#### What to produce:
Please show all lines of the records that include "SectionIter".

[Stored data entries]
++++++++++++++++++++

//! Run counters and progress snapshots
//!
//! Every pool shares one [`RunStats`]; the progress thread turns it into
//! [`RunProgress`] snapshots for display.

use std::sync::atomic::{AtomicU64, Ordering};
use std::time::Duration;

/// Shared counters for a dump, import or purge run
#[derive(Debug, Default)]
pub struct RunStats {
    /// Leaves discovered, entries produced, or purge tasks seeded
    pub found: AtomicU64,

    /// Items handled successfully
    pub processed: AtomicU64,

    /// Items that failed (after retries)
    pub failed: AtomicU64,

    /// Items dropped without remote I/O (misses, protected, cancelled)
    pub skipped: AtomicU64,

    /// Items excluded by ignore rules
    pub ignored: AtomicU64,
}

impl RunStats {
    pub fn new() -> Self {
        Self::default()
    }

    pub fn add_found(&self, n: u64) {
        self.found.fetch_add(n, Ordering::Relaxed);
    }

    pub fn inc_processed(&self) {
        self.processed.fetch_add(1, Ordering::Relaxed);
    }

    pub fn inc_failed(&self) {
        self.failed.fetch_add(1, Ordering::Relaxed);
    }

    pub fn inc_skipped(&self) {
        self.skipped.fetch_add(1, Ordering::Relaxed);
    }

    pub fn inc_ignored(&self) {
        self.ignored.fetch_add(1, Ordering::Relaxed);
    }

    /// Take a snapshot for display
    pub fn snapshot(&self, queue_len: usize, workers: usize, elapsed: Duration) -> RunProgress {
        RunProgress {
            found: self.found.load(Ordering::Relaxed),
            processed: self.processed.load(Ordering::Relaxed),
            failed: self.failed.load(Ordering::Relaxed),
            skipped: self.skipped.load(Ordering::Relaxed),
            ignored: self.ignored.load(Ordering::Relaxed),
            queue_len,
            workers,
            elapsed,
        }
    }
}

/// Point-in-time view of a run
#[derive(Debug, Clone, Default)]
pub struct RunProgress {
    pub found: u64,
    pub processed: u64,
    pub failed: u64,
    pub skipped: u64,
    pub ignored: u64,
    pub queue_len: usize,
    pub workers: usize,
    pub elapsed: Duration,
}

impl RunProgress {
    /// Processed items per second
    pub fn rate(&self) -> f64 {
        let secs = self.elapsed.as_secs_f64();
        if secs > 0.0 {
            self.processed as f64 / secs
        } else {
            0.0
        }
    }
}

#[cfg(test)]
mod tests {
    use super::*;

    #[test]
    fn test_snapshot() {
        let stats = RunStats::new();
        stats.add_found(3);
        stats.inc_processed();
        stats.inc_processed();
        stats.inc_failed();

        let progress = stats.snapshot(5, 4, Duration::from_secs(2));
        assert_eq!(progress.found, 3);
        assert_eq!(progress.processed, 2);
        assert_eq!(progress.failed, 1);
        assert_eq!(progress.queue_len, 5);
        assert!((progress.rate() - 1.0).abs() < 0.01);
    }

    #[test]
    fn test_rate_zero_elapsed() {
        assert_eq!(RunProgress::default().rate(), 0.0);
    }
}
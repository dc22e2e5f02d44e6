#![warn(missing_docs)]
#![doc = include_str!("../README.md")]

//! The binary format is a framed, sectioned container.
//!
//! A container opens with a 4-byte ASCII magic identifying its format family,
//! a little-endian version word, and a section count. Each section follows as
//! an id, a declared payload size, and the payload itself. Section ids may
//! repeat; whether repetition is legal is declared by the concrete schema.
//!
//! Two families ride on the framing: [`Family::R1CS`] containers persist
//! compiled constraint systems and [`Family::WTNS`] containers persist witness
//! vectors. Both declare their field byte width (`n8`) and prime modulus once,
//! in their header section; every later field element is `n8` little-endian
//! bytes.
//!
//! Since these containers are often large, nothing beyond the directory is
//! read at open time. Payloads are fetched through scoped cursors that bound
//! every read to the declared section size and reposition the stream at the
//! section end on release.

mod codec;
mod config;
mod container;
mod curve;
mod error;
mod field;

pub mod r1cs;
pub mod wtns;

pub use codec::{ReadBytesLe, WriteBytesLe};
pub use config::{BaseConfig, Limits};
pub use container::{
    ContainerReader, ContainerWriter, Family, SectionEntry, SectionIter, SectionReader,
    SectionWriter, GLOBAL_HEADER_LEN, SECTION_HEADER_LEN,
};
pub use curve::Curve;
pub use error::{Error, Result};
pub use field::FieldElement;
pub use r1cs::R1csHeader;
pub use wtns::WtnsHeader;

++++++++++++++++++++

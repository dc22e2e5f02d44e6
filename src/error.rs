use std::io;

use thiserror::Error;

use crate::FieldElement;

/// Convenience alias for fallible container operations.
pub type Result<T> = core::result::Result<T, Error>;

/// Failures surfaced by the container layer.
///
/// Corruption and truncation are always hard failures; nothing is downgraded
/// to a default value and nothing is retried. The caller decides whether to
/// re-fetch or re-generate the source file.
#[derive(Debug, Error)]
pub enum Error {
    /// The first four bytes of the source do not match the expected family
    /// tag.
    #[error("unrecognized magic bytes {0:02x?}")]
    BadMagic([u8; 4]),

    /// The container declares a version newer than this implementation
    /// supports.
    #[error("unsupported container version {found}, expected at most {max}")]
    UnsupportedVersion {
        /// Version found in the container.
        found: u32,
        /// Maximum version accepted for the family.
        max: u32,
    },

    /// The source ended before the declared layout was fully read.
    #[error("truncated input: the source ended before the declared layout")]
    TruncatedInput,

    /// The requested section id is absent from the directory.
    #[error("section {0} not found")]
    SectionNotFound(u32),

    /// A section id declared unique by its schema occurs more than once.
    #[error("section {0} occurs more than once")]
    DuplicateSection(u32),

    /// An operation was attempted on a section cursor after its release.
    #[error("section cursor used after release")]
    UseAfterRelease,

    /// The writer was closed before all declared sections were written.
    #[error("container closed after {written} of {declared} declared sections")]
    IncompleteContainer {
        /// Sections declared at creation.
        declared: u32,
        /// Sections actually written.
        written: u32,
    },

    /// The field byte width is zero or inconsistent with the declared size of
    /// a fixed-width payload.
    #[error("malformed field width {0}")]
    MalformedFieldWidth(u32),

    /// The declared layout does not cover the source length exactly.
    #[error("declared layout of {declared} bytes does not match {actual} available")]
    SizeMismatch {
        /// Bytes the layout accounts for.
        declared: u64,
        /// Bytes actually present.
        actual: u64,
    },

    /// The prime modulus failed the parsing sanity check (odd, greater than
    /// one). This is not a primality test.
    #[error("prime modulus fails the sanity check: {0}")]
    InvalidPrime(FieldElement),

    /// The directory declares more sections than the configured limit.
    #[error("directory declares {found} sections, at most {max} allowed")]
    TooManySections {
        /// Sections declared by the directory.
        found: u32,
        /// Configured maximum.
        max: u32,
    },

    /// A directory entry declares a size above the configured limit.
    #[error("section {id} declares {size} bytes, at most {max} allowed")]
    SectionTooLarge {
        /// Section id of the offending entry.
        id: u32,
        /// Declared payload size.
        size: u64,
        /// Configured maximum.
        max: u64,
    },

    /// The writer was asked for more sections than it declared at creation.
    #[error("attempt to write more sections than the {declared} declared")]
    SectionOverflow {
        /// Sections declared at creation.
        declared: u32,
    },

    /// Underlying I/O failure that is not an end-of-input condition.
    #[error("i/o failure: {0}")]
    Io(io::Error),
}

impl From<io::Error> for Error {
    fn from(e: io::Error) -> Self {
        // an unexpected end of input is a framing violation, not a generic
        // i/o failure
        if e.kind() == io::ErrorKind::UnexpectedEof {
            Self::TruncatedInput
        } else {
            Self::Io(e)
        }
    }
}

++++++++++++++++++++

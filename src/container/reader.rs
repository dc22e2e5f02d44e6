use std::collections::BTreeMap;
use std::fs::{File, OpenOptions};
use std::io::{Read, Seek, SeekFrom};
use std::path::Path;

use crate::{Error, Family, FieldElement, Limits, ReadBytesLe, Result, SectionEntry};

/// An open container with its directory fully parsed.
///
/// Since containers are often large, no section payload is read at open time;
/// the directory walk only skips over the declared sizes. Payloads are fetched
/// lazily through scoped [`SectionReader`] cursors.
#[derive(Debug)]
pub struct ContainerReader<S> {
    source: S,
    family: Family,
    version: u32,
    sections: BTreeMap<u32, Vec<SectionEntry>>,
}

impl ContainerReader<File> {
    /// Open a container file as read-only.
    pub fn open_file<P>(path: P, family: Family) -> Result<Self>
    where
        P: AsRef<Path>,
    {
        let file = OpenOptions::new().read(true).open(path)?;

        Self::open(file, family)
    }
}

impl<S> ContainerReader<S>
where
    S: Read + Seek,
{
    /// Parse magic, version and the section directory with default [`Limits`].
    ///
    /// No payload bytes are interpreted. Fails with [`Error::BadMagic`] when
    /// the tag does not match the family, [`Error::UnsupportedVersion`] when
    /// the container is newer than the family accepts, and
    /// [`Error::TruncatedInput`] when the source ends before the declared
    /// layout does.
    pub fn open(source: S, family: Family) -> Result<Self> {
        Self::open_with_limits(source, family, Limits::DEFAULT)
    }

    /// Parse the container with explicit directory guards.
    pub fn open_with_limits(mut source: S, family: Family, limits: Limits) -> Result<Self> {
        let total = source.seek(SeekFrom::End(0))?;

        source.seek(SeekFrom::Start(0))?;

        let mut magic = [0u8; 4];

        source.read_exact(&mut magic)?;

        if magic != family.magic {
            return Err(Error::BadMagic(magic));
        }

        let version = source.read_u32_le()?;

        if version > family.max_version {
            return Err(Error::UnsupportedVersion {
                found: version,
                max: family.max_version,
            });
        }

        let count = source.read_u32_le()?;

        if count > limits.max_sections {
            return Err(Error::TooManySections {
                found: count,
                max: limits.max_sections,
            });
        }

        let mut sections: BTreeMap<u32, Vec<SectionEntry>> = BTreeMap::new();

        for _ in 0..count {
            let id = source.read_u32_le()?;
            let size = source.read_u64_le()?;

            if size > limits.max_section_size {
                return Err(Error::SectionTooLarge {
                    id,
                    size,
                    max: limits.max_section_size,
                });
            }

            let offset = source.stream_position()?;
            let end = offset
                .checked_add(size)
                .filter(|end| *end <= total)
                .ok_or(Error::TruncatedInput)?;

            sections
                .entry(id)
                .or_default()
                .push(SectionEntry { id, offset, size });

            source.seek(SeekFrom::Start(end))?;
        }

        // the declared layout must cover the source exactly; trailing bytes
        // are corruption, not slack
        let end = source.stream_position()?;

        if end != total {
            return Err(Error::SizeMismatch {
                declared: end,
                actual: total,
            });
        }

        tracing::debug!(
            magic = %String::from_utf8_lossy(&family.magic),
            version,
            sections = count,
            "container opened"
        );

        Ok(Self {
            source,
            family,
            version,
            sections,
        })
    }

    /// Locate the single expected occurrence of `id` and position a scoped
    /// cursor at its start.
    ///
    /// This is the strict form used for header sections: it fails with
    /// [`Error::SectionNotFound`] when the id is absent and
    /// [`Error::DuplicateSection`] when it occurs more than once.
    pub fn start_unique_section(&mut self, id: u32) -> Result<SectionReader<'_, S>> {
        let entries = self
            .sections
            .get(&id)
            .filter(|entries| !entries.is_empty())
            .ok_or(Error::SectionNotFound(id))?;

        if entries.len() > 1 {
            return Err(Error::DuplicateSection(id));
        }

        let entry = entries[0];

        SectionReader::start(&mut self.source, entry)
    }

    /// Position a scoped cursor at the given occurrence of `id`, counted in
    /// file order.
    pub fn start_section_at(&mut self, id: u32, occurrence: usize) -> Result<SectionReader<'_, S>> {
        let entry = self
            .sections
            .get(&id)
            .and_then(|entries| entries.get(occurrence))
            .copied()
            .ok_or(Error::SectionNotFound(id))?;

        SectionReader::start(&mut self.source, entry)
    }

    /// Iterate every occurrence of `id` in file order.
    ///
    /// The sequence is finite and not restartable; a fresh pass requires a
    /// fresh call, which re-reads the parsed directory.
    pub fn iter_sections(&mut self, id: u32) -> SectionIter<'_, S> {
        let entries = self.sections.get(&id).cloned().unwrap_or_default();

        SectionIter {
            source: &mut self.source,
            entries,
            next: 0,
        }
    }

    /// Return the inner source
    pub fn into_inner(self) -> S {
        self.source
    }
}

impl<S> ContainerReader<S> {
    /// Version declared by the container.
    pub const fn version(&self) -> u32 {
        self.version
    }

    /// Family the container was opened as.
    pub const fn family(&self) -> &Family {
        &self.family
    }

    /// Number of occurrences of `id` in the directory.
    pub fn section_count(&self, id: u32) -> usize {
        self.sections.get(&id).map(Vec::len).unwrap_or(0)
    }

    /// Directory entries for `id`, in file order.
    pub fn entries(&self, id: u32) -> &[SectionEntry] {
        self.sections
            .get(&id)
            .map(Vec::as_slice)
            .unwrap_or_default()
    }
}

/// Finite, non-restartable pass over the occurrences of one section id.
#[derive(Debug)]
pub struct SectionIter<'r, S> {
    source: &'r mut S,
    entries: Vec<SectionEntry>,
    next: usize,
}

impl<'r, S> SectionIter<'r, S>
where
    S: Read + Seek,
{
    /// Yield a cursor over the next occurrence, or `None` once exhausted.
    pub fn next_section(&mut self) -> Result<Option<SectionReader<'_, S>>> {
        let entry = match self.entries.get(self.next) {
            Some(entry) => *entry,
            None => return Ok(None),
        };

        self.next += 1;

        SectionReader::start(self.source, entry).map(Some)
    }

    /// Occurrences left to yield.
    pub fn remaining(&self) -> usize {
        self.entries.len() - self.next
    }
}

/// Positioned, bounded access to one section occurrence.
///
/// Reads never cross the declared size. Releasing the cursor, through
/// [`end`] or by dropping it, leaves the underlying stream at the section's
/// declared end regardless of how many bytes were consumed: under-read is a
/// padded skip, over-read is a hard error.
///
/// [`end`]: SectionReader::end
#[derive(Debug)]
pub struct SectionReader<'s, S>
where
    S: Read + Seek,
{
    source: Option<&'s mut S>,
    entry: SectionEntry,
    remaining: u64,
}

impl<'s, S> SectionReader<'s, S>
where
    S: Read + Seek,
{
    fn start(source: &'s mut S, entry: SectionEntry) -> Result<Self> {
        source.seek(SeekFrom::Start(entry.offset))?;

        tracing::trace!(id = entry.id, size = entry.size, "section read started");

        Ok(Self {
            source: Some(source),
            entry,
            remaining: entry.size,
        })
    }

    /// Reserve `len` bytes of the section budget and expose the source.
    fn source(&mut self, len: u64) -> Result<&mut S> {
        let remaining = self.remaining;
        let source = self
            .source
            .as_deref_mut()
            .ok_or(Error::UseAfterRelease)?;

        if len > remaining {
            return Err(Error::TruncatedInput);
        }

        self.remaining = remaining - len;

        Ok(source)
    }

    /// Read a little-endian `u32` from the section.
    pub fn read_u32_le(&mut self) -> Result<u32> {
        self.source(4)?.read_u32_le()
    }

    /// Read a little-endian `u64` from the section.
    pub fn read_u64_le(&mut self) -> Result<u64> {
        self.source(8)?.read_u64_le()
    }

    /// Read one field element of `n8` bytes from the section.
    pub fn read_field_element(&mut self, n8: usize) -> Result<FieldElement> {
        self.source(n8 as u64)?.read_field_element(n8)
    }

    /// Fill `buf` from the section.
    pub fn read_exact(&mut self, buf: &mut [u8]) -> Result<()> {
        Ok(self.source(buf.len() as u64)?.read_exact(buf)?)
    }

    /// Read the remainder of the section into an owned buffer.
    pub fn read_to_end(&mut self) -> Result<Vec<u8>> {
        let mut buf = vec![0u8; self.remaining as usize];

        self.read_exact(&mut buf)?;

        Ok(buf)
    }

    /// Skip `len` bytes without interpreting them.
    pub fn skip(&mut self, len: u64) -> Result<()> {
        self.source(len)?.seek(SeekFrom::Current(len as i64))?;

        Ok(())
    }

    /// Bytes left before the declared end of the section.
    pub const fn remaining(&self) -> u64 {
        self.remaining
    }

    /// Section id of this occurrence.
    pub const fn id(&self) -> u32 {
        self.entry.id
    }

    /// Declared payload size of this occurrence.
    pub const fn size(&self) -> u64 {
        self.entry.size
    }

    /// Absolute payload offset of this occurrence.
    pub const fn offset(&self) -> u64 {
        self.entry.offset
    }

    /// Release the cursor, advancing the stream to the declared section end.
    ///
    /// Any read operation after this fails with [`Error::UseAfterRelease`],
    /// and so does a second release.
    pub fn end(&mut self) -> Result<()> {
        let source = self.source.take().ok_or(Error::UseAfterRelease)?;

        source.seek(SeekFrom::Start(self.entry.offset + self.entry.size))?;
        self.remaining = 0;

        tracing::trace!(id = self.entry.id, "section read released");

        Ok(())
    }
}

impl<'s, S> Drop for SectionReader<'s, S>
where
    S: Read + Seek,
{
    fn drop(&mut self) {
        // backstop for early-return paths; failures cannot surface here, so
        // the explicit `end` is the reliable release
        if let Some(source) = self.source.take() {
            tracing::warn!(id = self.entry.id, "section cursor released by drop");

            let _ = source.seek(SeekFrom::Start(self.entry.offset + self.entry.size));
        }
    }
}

++++++++++++++++++++

#### Output below:
    ContainerReader, ContainerWriter, Family, SectionEntry, SectionIter, SectionReader,
    pub fn iter_sections(&mut self, id: u32) -> SectionIter<'_, S> {
        SectionIter {
pub struct SectionIter<'r, S> {
impl<'r, S> SectionIter<'r, S>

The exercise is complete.